Reymont habló, espaciando las palabras:
—Las reglas que limitan el uso no se escribieron por diversión, doctor Williams. Demasiado es peor que nada. Es adictivo. El resultado final es la locura.
—Escuche. —El químico hizo un intento evidente por dominar su cólera—. Las personas no son todas idénticas. Puede que usted piense que se nos puede estirar y cortar hasta encajar en su molde… forzándonos a hacer ejercicio, preparando trabajos que hasta un niño vería que sólo sirven para mantenernos ocupados unas pocas horas diarias, destrozando la destiladora que fabricó Pedro Barrios… su pequeña dictadura desde que emprendimos este viaje del Holandés Errante… —Bajó el volumen—. Escuche —dijo—. Esas reglas. Como en este caso. Están escritas para asegurarse de que nadie reciba una sobredosis. Por supuesto. ¿Pero como sabe si algunos de nosotros está recibiendo lo necesario? Todos debemos pasar tiempo en las cajas. Usted también, condestable Hombre de Hierro. Usted también.

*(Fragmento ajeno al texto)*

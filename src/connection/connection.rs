// Copyright (c) 2023 The TQUIC Authors.
//
// Licensed under the Apache License, Version 2.0 (the "License");
// you may not use this file except in compliance with the License.
// You may obtain a copy of the License at
//
//     http://www.apache.org/licenses/LICENSE-2.0
//
// Unless required by applicable law or agreed to in writing, software
// distributed under the License is distributed on an "AS IS" BASIS,
// WITHOUT WARRANTIES OR CONDITIONS OF ANY KIND, either express or implied.
// See the License for the specific language governing permissions and
// limitations under the License.

//! Per-connection congestion control state.

use std::sync::atomic::AtomicBool;
use std::sync::atomic::Ordering;
use std::sync::Mutex;
use std::sync::MutexGuard;
use std::sync::PoisonError;
use std::sync::TryLockError;

use log::*;

use crate::congestion_control::CongestionController;
use crate::congestion_control::CongestionStats;
use crate::handover::Handover;
use crate::handover::HandoverSchedule;
use crate::handover::HandoverStats;
use crate::time_sync::Stamp;

/// A connection driven by the engine.
///
/// It owns the host record, the congestion controller and, unless the engine
/// ran out of handover timers, the handover state machine.
pub struct Connection<H: TransportHost> {
    /// Unique trace id for debug logging.
    trace_id: String,

    host: H,

    controller: Box<dyn CongestionController>,

    handover: Option<Handover>,
}

impl<H: TransportHost> Connection<H> {
    pub(crate) fn new(
        trace_id: String,
        host: H,
        controller: Box<dyn CongestionController>,
        handover: bool,
    ) -> Self {
        let handover = handover.then(|| Handover::new(&trace_id));
        Self {
            trace_id,
            host,
            controller,
            handover,
        }
    }

    /// Return the trace id of the connection.
    pub fn trace_id(&self) -> &str {
        &self.trace_id
    }

    pub fn host(&self) -> &H {
        &self.host
    }

    pub fn host_mut(&mut self) -> &mut H {
        &mut self.host
    }

    /// Consume the connection and hand the host record back.
    pub fn into_host(self) -> H {
        self.host
    }

    pub fn controller(&self) -> &dyn CongestionController {
        self.controller.as_ref()
    }

    pub fn handover(&self) -> Option<&Handover> {
        self.handover.as_ref()
    }

    /// Whether transmission is suspended for a handover.
    pub fn is_suspended(&self) -> bool {
        self.handover.is_some() && self.host.window() == 0
    }

    pub fn stats(&self) -> &CongestionStats {
        self.controller.stats()
    }

    pub fn handover_stats(&self) -> Option<&HandoverStats> {
        self.handover.as_ref().map(|h| h.stats())
    }

    /// Initialize the controller and the handover state.
    ///
    /// Return the delay of the first handover timer, if any.
    pub(crate) fn init(
        &mut self,
        schedule: &HandoverSchedule,
        now: Stamp,
        flow_clock: u64,
    ) -> Option<u64> {
        self.controller.init(&mut self.host, now);

        let handover = self.handover.as_mut()?;
        Some(handover.init(&mut self.host, schedule, flow_clock))
    }

    /// Process an acknowledgment.
    ///
    /// The handover check runs first. Inside the disruption window the RTT
    /// sample is still recorded but the window does not grow.
    pub(crate) fn on_ack(
        &mut self,
        ack: Ack,
        schedule: &HandoverSchedule,
        now: Stamp,
        flow_clock: u64,
    ) {
        let suspended = match self.handover.as_mut() {
            Some(handover) => handover.check(&mut self.host, schedule, flow_clock),
            None => false,
        };

        self.controller
            .on_rtt_sample(&mut self.host, ack.rtt_us, now);

        if suspended {
            trace!(
                "{} handover: skip growth, {} segments acked",
                self.trace_id,
                ack.acked
            );
            return;
        }

        self.controller.on_ack(&mut self.host, ack.acked, now);
    }

    /// Process a congestion event and apply the new slow start threshold.
    ///
    /// Losses seen while suspended belong to the outage and leave the
    /// controller untouched.
    pub(crate) fn on_congestion_event(&mut self, now: Stamp) -> u32 {
        if self.is_suspended() {
            debug!("{} handover: ignore congestion event", self.trace_id);
            return self.host.ssthresh();
        }

        let ssthresh = self.controller.on_congestion_event(&self.host, now);
        self.host.set_ssthresh(ssthresh);
        ssthresh
    }

    pub(crate) fn on_loss_state(&mut self, now: Stamp) {
        if self.is_suspended() {
            debug!("{} handover: ignore loss state", self.trace_id);
            return;
        }

        self.controller.on_loss_state(&self.host, now);
    }

    pub(crate) fn on_tx_start(&mut self, last_send: u32, now: Stamp) {
        self.controller.on_tx_start(&mut self.host, last_send, now);
    }

    /// Undo a spurious window reduction. Return the restored window.
    pub(crate) fn undo_window(&mut self) -> u32 {
        if self.is_suspended() {
            debug!("{} handover: ignore undo", self.trace_id);
            return 0;
        }

        let cwnd = self.controller.undo_window(&self.host);
        self.host.set_window(cwnd);
        cwnd
    }

    /// Run the handover timer.
    ///
    /// Return the delay of the next timer, or None if the timer must not be
    /// re-armed.
    pub(crate) fn on_timer(&mut self, schedule: &HandoverSchedule, flow_clock: u64) -> Option<u64> {
        let handover = self.handover.as_mut()?;

        if !self.host.is_established() {
            debug!("{} handover: connection not established, stop", self.trace_id);
            return None;
        }

        Some(handover.on_timer(&mut self.host, schedule, flow_clock))
    }
}

/// A registered connection.
///
/// The connection itself sits behind the per-connection lock. It is taken
/// out on teardown, so a `None` means the flow is closed and no callback may
/// touch it anymore.
pub struct Flow<H: TransportHost> {
    id: u64,

    /// Set by a timer that found the connection locked. Cleared by whoever
    /// runs the deferred timer work.
    retry_owed: AtomicBool,

    conn: Mutex<Option<Connection<H>>>,
}

impl<H: TransportHost> Flow<H> {
    pub(crate) fn new(id: u64, conn: Connection<H>) -> Self {
        Self {
            id,
            retry_owed: AtomicBool::new(false),
            conn: Mutex::new(Some(conn)),
        }
    }

    pub fn id(&self) -> u64 {
        self.id
    }

    /// Acquire the connection lock, blocking.
    pub(crate) fn lock(&self) -> MutexGuard<'_, Option<Connection<H>>> {
        self.conn.lock().unwrap_or_else(PoisonError::into_inner)
    }

    /// Acquire the connection lock without blocking.
    pub(crate) fn try_lock(&self) -> Option<MutexGuard<'_, Option<Connection<H>>>> {
        match self.conn.try_lock() {
            Ok(guard) => Some(guard),
            Err(TryLockError::Poisoned(e)) => Some(e.into_inner()),
            Err(TryLockError::WouldBlock) => None,
        }
    }

    pub(crate) fn set_retry_owed(&self) {
        self.retry_owed.store(true, Ordering::Release);
    }

    /// Clear the retry flag, returning whether it was set.
    pub(crate) fn take_retry_owed(&self) -> bool {
        self.retry_owed.swap(false, Ordering::AcqRel)
    }

    pub fn is_retry_owed(&self) -> bool {
        self.retry_owed.load(Ordering::Acquire)
    }
}

impl<H: TransportHost> std::fmt::Debug for Flow<H> {
    fn fmt(&self, f: &mut std::fmt::Formatter) -> std::fmt::Result {
        write!(f, "Flow {} retry_owed={}", self.id, self.is_retry_owed())
    }
}

#[cfg(test)]
mod tests {
    use super::*;
    use crate::congestion_control::build_congestion_controller;
    use crate::CongestionConfig;

    fn new_conn(handover: bool) -> Connection<HostRecord> {
        let cc = build_congestion_controller(&CongestionConfig::default());
        Connection::new("LEO-0".into(), HostRecord::new(30), cc, handover)
    }

    #[test]
    fn connection_growth_skipped_while_suspended() {
        let schedule = HandoverSchedule::default();
        let mut conn = new_conn(true);
        assert_eq!(conn.init(&schedule, Stamp::new(1000, 0), 11_900), Some(300));
        assert!(conn.is_suspended());

        conn.host_mut().send(30);
        for i in 0..10 {
            conn.host_mut().acknowledge(1);
            conn.on_ack(
                Ack::new(1, Some(50_000)),
                &schedule,
                Stamp::new(1000 + i, i * 1000),
                11_900 + i as u64,
            );
        }
        assert_eq!(conn.host().window(), 0);
        assert_eq!(conn.stats().segments_acked_in_total, 0);

        // Out of the window, the next ACK resumes and grows.
        conn.host_mut().acknowledge(1);
        conn.on_ack(
            Ack::new(1, Some(50_000)),
            &schedule,
            Stamp::new(1400, 400_000),
            12_300,
        );
        assert!(!conn.is_suspended());
        assert_eq!(conn.stats().segments_acked_in_total, 1);
        assert!(conn.host().window() >= 30);
    }

    #[test]
    fn connection_congestion_event() {
        let schedule = HandoverSchedule::default();
        let mut conn = new_conn(true);
        conn.init(&schedule, Stamp::new(1000, 0), 0);

        conn.host_mut().cwnd = 100;
        assert_eq!(conn.on_congestion_event(Stamp::new(1100, 0)), 70);
        assert_eq!(conn.host().ssthresh, 70);
        assert_eq!(conn.stats().congestion_events, 1);

        // Ignored while suspended.
        conn.host_mut().cwnd = 0;
        assert_eq!(conn.on_congestion_event(Stamp::new(1200, 0)), 70);
        assert_eq!(conn.stats().congestion_events, 1);
        assert_eq!(conn.undo_window(), 0);

        conn.host_mut().cwnd = 60;
        conn.host_mut().prior_cwnd = 100;
        assert_eq!(conn.undo_window(), 100);
        assert_eq!(conn.host().cwnd, 100);
    }

    #[test]
    fn connection_without_handover() {
        let schedule = HandoverSchedule::default();
        let mut conn = new_conn(false);
        assert_eq!(conn.init(&schedule, Stamp::new(1000, 0), 12_000), None);
        assert!(conn.handover().is_none());
        assert!(conn.handover_stats().is_none());
        assert_eq!(conn.on_timer(&schedule, 12_000), None);

        // A zero window is not a suspension without handover support.
        conn.host_mut().cwnd = 0;
        assert!(!conn.is_suspended());
    }

    #[test]
    fn connection_timer_stops_when_not_established() {
        let schedule = HandoverSchedule::default();
        let mut conn = new_conn(true);
        conn.init(&schedule, Stamp::new(1000, 0), 0);
        assert_eq!(conn.on_timer(&schedule, 11_800), Some(400));
        assert!(conn.is_suspended());

        conn.host_mut().established = false;
        assert_eq!(conn.on_timer(&schedule, 12_200), None);
        assert!(conn.is_suspended());
    }

    #[test]
    fn flow_lock_and_retry() {
        let flow = Flow::new(7, new_conn(true));
        assert_eq!(flow.id(), 7);
        assert!(!flow.is_retry_owed());

        let guard = flow.lock();
        assert!(flow.try_lock().is_none());
        flow.set_retry_owed();
        drop(guard);

        assert!(flow.try_lock().is_some());
        assert!(flow.take_retry_owed());
        assert!(!flow.take_retry_owed());

        let conn = flow.lock().take();
        assert!(conn.is_some());
        assert!(flow.lock().is_none());
        assert_eq!(format!("{:?}", flow), "Flow 7 retry_owed=false");
    }
}

mod host;
pub use host::*;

—Por supuesto… —Reymont fue interrumpido.
—¿Cómo sabe lo que otra persona puede necesitar? No tiene ni la sensibilidad que Dios le dio a una cucaracha. ¿Sabe una mierda sobre Emma? Yo sí. Sé que es una mujer maravillosa y valiente… perfectamente capaz de juzgar sus propias necesidades y guiarse a sí misma… no necesita que usted dirija su vida por ella. —Williams señaló con el dedo—. Ahí está la puerta. Úsela.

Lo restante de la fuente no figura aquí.